■ WORK ITEM
If a line in the data has the string "connection", please show it.

■ STUDY MATERIAL
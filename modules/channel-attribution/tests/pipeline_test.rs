//! End-to-end pipeline runs against MemoryStore and MockScorer.
//! No network, no database.

use std::sync::Arc;

use chrono::NaiveDate;

use channel_attribution::testing::{conversion, cost, touch, MemoryStore, MockScorer};
use channel_attribution::{
    BatchLimits, BatchStatus, DateWindow, Pipeline, PipelineError, RunConfig, RunStatus,
};

fn date(s: &str) -> NaiveDate {
    NaiveDate::parse_from_str(s, "%Y-%m-%d").unwrap()
}

fn run_config(max_customer_journeys: usize, max_sessions: usize) -> RunConfig {
    RunConfig {
        window: DateWindow {
            start: date("2024-03-01"),
            end: date("2024-03-31"),
        },
        limits: BatchLimits {
            max_customer_journeys,
            max_sessions,
        },
        scoring_concurrency: 2,
    }
}

/// Three conversions with two touches each.
fn three_journeys() -> MemoryStore {
    MemoryStore::new()
        .with_conversions(vec![
            conversion("C1", "U1", "2024-03-02", "12:00", 100.0),
            conversion("C2", "U2", "2024-03-02", "12:00", 40.0),
            conversion("C3", "U3", "2024-03-02", "12:00", 10.0),
        ])
        .with_touches(vec![
            touch("S1", "U1", "2024-03-01", "09:00", "google"),
            touch("S2", "U1", "2024-03-02", "11:00", "email"),
            touch("S3", "U2", "2024-03-01", "09:00", "google"),
            touch("S4", "U2", "2024-03-02", "11:30", "direct"),
            touch("S5", "U3", "2024-03-01", "10:00", "google"),
            touch("S6", "U3", "2024-03-02", "11:45", "email"),
        ])
        .with_costs(vec![cost("S1", 8.0), cost("S3", 2.0), cost("S5", 10.0), cost("S6", 4.0)])
}

fn pipeline(store: &Arc<MemoryStore>, scorer: &Arc<MockScorer>, config: RunConfig) -> Pipeline {
    Pipeline::new(store.clone(), scorer.clone(), config)
}

// ---------------------------------------------------------------------------
// Happy path
// ---------------------------------------------------------------------------

#[tokio::test]
async fn full_run_scores_every_journey_and_reports_channels() {
    let store = Arc::new(three_journeys());
    let scorer = Arc::new(MockScorer::new());

    let report = pipeline(&store, &scorer, run_config(100, 5)).run().await.unwrap();

    assert_eq!(report.status, RunStatus::Succeeded);
    assert!(report.warnings.is_empty());
    assert_eq!(report.conversions, 3);
    assert_eq!(report.touchpoints, 6);
    assert_eq!(store.scores().len(), 6);

    let rows = store.report_rows();
    let keys: Vec<_> = rows
        .iter()
        .map(|r| (r.channel_name.as_str(), r.date.to_string()))
        .collect();
    assert_eq!(
        keys,
        vec![
            ("direct", "2024-03-02".to_string()),
            ("email", "2024-03-02".to_string()),
            ("google", "2024-03-01".to_string()),
        ]
    );

    let google = &rows[2];
    assert_eq!(google.cost, 20.0);
    assert_eq!(google.ihc, 1.5);
    assert_eq!(google.ihc_revenue, 75.0);
    assert_eq!(google.cpo, Some(20.0 / 1.5));
    assert_eq!(google.roas, Some(75.0 / 20.0));

    let direct = &rows[0];
    assert_eq!(direct.cost, 0.0);
    assert_eq!(direct.roas, None);
}

// Scenario B: {2, 2, 2} with MAX_SESSIONS = 5 → batches of 4 and 2.
#[tokio::test]
async fn journeys_are_packed_under_the_session_limit() {
    let store = Arc::new(three_journeys());
    let scorer = Arc::new(MockScorer::new());

    let report = pipeline(&store, &scorer, run_config(100, 5)).run().await.unwrap();

    let sizes: Vec<_> = report.batches.iter().map(|b| b.touchpoints).collect();
    assert_eq!(sizes, vec![4, 2]);

    let mut calls = scorer.calls();
    calls.sort();
    assert_eq!(
        calls,
        vec![
            vec!["C1".to_string(), "C2".to_string()],
            vec!["C3".to_string()]
        ]
    );
}

#[tokio::test]
async fn oversized_journey_is_scored_alone_first() {
    let store = Arc::new(three_journeys().with_touches(vec![
        touch("S7", "U2", "2024-03-01", "07:00", "display"),
        touch("S8", "U2", "2024-03-01", "08:00", "display"),
    ]));
    let scorer = Arc::new(MockScorer::new());

    let report = pipeline(&store, &scorer, run_config(4, 5)).run().await.unwrap();

    assert_eq!(report.batches[0].conversions, 1);
    assert_eq!(report.batches[0].touchpoints, 4);
    assert_eq!(report.batches[1].conversions, 2);
    assert!(scorer.calls().contains(&vec!["C2".to_string()]));
}

// ---------------------------------------------------------------------------
// Failure isolation
// ---------------------------------------------------------------------------

// Scenario C: a partial failure writes nothing for its batch only.
#[tokio::test]
async fn partial_failure_skips_only_its_batch() {
    let store = Arc::new(three_journeys());
    let scorer = Arc::new(MockScorer::new().partial_failure_for("C3", "S6: unknown channel"));

    let report = pipeline(&store, &scorer, run_config(100, 5)).run().await.unwrap();

    assert_eq!(report.status, RunStatus::PartiallySucceeded);
    let rejected = report
        .batches
        .iter()
        .find(|b| matches!(b.status, BatchStatus::Rejected { .. }))
        .expect("one batch should be rejected");
    assert_eq!(
        rejected.status,
        BatchStatus::Rejected {
            reasons: vec!["S6: unknown channel".to_string()]
        }
    );

    let scored: Vec<_> = store.scores().into_iter().map(|s| s.conversion_id).collect();
    assert!(!scored.contains(&"C3".to_string()));
    assert_eq!(scored.iter().filter(|id| *id == "C1").count(), 2);
    assert_eq!(scored.iter().filter(|id| *id == "C2").count(), 2);
    assert!(report.warnings.iter().any(|w| w.contains("S6: unknown channel")));
}

#[tokio::test]
async fn transport_failure_is_reported_not_fatal() {
    let store = Arc::new(three_journeys());
    let scorer = Arc::new(MockScorer::new().transport_failure_for("C1"));

    let report = pipeline(&store, &scorer, run_config(100, 5)).run().await.unwrap();

    assert_eq!(report.status, RunStatus::PartiallySucceeded);
    assert!(matches!(report.batches[0].status, BatchStatus::Failed { .. }));
    assert!(report.batches[1].is_clean());
    let scored: Vec<_> = store.scores().into_iter().map(|s| s.conversion_id).collect();
    assert_eq!(scored, vec!["C3".to_string(), "C3".to_string()]);

    // Unscored touches still show up in the report with their cost.
    let google = store
        .report_rows()
        .into_iter()
        .find(|r| r.channel_name == "google")
        .unwrap();
    assert_eq!(google.cost, 20.0);
    assert_eq!(google.ihc, 0.5);
}

#[tokio::test]
async fn invalid_scores_reject_the_batch() {
    let store = Arc::new(three_journeys());
    let scorer = Arc::new(MockScorer::new().garbage_for("C3"));

    let report = pipeline(&store, &scorer, run_config(100, 5)).run().await.unwrap();

    assert_eq!(report.status, RunStatus::PartiallySucceeded);
    assert!(matches!(report.batches[1].status, BatchStatus::Failed { .. }));
    assert!(store.scores().iter().all(|s| s.conversion_id != "C3"));
}

#[tokio::test]
async fn row_write_failures_surface_as_warnings() {
    let store = Arc::new(three_journeys().rejecting_score_writes_for("C2"));
    let scorer = Arc::new(MockScorer::new());

    let report = pipeline(&store, &scorer, run_config(100, 5)).run().await.unwrap();

    assert_eq!(report.status, RunStatus::PartiallySucceeded);
    let BatchStatus::Scored { summary } = &report.batches[0].status else {
        panic!("first batch should still be scored");
    };
    assert_eq!(summary.written, 2);
    assert_eq!(summary.failures.len(), 2);
    assert!(report.warnings[0].contains("2 of 4 scores not saved"));
    assert_eq!(store.scores().len(), 4);
}

#[tokio::test]
async fn failed_score_write_marks_every_batch_failed() {
    let store = Arc::new(three_journeys().failing_score_writes());
    let scorer = Arc::new(MockScorer::new());

    let report = pipeline(&store, &scorer, run_config(100, 5)).run().await.unwrap();

    assert_eq!(report.status, RunStatus::PartiallySucceeded);
    assert!(report
        .batches
        .iter()
        .all(|b| matches!(&b.status, BatchStatus::Failed { error } if error.contains("connection reset"))));
    assert_eq!(report.warnings.len(), 2);
    assert!(report.warnings[0].starts_with("batch 0: connection reset"));
    assert!(store.scores().is_empty());

    // The report still covers every touch, with costs and no attribution.
    assert_eq!(store.report_rows().len(), 3);
    assert!(store.report_rows().iter().all(|r| r.ihc == 0.0));
}

#[tokio::test]
async fn failed_report_write_is_a_run_warning() {
    let store = Arc::new(three_journeys().failing_report_writes());
    let scorer = Arc::new(MockScorer::new());

    let report = pipeline(&store, &scorer, run_config(100, 5)).run().await.unwrap();

    assert_eq!(report.status, RunStatus::PartiallySucceeded);
    assert!(report.batches.iter().all(|b| b.is_clean()));
    assert_eq!(report.report.rows.len(), 3);
    assert_eq!(report.report.summary.written, 0);
    assert_eq!(report.report.summary.failures.len(), 3);
    assert_eq!(report.report.summary.failures[0].key, "direct/2024-03-02");
    assert_eq!(
        report.warnings,
        vec!["channel report: 3 of 3 rows not saved".to_string()]
    );
    assert!(store.report_rows().is_empty());
    assert_eq!(store.scores().len(), 6);
}

#[tokio::test]
async fn repeat_purchases_add_shared_session_cost_per_conversion() {
    let store = Arc::new(three_journeys().with_conversions(vec![conversion(
        "C4", "U1", "2024-03-03", "12:00", 60.0,
    )]));
    let scorer = Arc::new(MockScorer::new());

    pipeline(&store, &scorer, run_config(100, 5)).run().await.unwrap();

    // S1 (cost 8) now leads to both C1 and C4.
    let google = store
        .report_rows()
        .into_iter()
        .find(|r| r.channel_name == "google")
        .unwrap();
    assert_eq!(google.cost, 28.0);
    assert_eq!(google.ihc, 2.0);
    assert_eq!(google.ihc_revenue, 105.0);
}

#[tokio::test]
async fn unreachable_store_fails_before_scoring() {
    let store = Arc::new(three_journeys().failing_reads());
    let scorer = Arc::new(MockScorer::new());

    let err = pipeline(&store, &scorer, run_config(100, 5)).run().await.unwrap_err();

    assert!(matches!(err, PipelineError::Extraction(_)));
    assert!(scorer.calls().is_empty());
    assert!(store.report_rows().is_empty());
}

#[tokio::test]
async fn score_read_back_failure_is_fatal() {
    let store = Arc::new(three_journeys().failing_score_reads());
    let scorer = Arc::new(MockScorer::new());

    let err = pipeline(&store, &scorer, run_config(100, 5)).run().await.unwrap_err();

    assert!(matches!(err, PipelineError::ScoreReadBack(_)));
    assert!(store.report_rows().is_empty());
}

// ---------------------------------------------------------------------------
// Windows and re-runs
// ---------------------------------------------------------------------------

#[tokio::test]
async fn empty_window_does_no_work() {
    let store = Arc::new(three_journeys());
    let scorer = Arc::new(MockScorer::new());
    let mut config = run_config(100, 5);
    config.window = DateWindow {
        start: date("2023-01-01"),
        end: date("2023-01-31"),
    };

    let report = pipeline(&store, &scorer, config).run().await.unwrap();

    assert_eq!(report.status, RunStatus::Succeeded);
    assert!(report.batches.is_empty());
    assert!(scorer.calls().is_empty());
    assert!(store.report_rows().is_empty());
    assert_eq!(store.read_calls(), vec!["conversions_between"]);
}

#[tokio::test]
async fn rerunning_a_window_is_idempotent() {
    let store = Arc::new(three_journeys());
    let scorer = Arc::new(MockScorer::new());
    let p = pipeline(&store, &scorer, run_config(100, 5));

    p.run().await.unwrap();
    let first_scores = store.scores();
    let first_rows = store.report_rows();

    p.run().await.unwrap();

    assert_eq!(store.scores(), first_scores);
    assert_eq!(store.report_rows(), first_rows);
}

#[tokio::test]
async fn conversion_outside_window_is_not_scored() {
    let store = Arc::new(three_journeys().with_conversions(vec![conversion(
        "C0", "U1", "2024-02-28", "12:00", 500.0,
    )]));
    let scorer = Arc::new(MockScorer::new());

    pipeline(&store, &scorer, run_config(100, 5)).run().await.unwrap();

    assert!(store.scores().iter().all(|s| s.conversion_id != "C0"));
}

■ OUTPUT OF THE EXERCISE
        .all(|b| matches!(&b.status, BatchStatus::Failed { error } if error.contains("connection reset"))));
    assert!(report.warnings[0].starts_with("batch 0: connection reset"));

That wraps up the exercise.